[vsipl++] [patch] CML bindings for matrix transpose operations

Thu Jun 5 00:39:46 UTC 2008

Don,

I have some small comments and questions (one for Jules). Overall this 
looks good.

Don McCoy wrote:
> This is patterned after the existing serial evaluator for transpose
> operations using SIMD instructions, except that it dispatches operations
> to CML.  One important difference is that it handles split complex as
> well as interleaved.  Matrix copies are also performed (when the block
> layouts match), but only if the strides are unit in the smallest
> dimension, so as to have the potential to use the SPU's.

> +// These macros support scalar and interleaved complex types

I don't find these macros very useful. Most of them you use exactly 
once. And even the ones you use twice would result in simpler code if 
spelled out. For example:

> +
> +#define VSIP_IMPL_CML_TRANS(T, FCN, CML_FCN)    \
> +  inline void                                   \
> +  FCN(                                          \
> +    T* a, ptrdiff_t rsa, ptrdiff_t csa,         \
> +    T* z, ptrdiff_t rsz, ptrdiff_t csz,         \
> +    size_t m, size_t n)                         \
> +  {                                             \
> +    typedef Scalar_of<T>::type CML_T;           \
> +    CML_FCN(                                    \
> +      reinterpret_cast<CML_T*>(a), rsa, csa,    \
> +      reinterpret_cast<CML_T*>(z), rsz, csz,    \
> +      m, n );                                   \
> +  }
> +
> +VSIP_IMPL_CML_TRANS(float,               transpose, cml_mtrans_f)
> +VSIP_IMPL_CML_TRANS(std::complex<float>, transpose, cml_cmtrans_f)
> +#undef VSIP_IMPL_CML_TRANS
> +

actually boils down to

inline void
transpose(float *a, ptrdiff_t rsa, ptrdiff_t csa,
           float *z, ptrdiff_t rsz, ptrdiff_t csz,
           size_t m, size_t n)
{
   cml_mtrans_f(a, rsa, csa, z, rsz, csz, m, n);
}

for the first case, which I find much more readable than the macro
code above.

> +  static bool rt_valid(DstBlock& dst, SrcBlock const& src)
> +  { 
> +    bool rt = true;
> +
> +    // If performing a copy, both source and destination blocks
> +    // must be unit stride.
> +    if (Type_equal<src_order_type, dst_order_type>::value)
> +    {
> +      Ext_data<DstBlock> dst_ext(dst, SYNC_OUT);
> +      Ext_data<SrcBlock> src_ext(src, SYNC_IN);

These objects only exist to check the strides, right ? I'm aware that we 
don't have any SYNC enumerators to indicate 'no-copy', but shouldn't we 
? Using SYNC_OUT and SYNC_IN looks a bit misleading to me, in this 
context. Jules ?

> +
> +      dimension_type const s_dim1 = src_order_type::impl_dim1;
> +      dimension_type const d_dim1 = src_order_type::impl_dim1;

Why two constants, if they hold the same value ?

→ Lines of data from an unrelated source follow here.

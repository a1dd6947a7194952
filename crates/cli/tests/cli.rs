use assert_cmd::Command;

fn libris() -> Command {
    Command::cargo_bin("libris").unwrap()
}

fn stdout_of(args: &[&str]) -> String {
    let assert = libris().args(args).assert().success();
    String::from_utf8(assert.get_output().stdout.clone()).unwrap()
}

#[test]
fn help_lists_subcommands() {
    let help = stdout_of(&["--help"]);
    for command in ["serve", "search", "pages", "stars"] {
        assert!(help.contains(command), "help is missing '{}'", command);
    }
}

#[test]
fn pages_prints_window() {
    assert_eq!(
        stdout_of(&["pages", "--total", "500", "--page", "5"]).trim(),
        "< 1 2 3 4 [5] 6 7 … 25 >"
    );
}

#[test]
fn pages_with_one_page_prints_nothing_to_navigate() {
    assert_eq!(
        stdout_of(&["pages", "--total", "10", "--per-page", "20"]).trim(),
        "single page"
    );
}

#[test]
fn pages_with_negative_total_has_no_pages() {
    assert_eq!(stdout_of(&["pages", "--total", "-5"]).trim(), "single page");
}

#[test]
fn stars_prints_glyphs() {
    assert_eq!(stdout_of(&["stars", "3"]).trim(), "★★★☆☆");
}

#[test]
fn stars_rejects_out_of_scale_rating() {
    libris().args(["stars", "7"]).assert().failure();
}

> +      if (dst_ext.stride(d_dim1) != 1 || src_ext.stride(s_dim1) != 1)
> +        rt = false;
> +    }
> +
> +    return rt; 
> +  }

> +
> +  static void exec(DstBlock& dst, SrcBlock const& src, row2_type, row2_type)
> +  {
> +    vsip::impl::Ext_data<DstBlock> dst_ext(dst, vsip::impl::SYNC_OUT);
> +    vsip::impl::Ext_data<SrcBlock> src_ext(src, vsip::impl::SYNC_IN);
> +

Why the full qualification here (but not above) ? (I know, this is 
really picky, but I like compact and concise code. ;-) )

Thanks,
		Stefan

-- 
Stefan Seefeld
CodeSourcery
stefan at codesourcery.com
(650) 331-3385 x718